> **PROMPT**:
Produce a copy of every line in the records that holds the string "seconds".

> **SUPPLIED INFORMATION**:
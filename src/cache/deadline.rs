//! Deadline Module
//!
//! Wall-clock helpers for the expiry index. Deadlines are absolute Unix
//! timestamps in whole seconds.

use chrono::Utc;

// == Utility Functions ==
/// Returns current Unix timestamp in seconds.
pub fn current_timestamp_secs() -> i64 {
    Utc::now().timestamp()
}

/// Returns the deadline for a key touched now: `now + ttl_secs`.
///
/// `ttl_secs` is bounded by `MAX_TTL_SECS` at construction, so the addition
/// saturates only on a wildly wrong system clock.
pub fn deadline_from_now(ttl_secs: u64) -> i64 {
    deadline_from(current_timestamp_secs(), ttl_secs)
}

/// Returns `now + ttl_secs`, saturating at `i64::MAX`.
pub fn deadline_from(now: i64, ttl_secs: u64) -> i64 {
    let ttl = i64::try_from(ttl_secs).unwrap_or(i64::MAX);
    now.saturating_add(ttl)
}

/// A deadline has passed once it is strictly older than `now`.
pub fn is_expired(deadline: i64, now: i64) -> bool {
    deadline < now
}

> **ANSWER**:
//! timestamps in whole seconds.
/// Returns current Unix timestamp in seconds.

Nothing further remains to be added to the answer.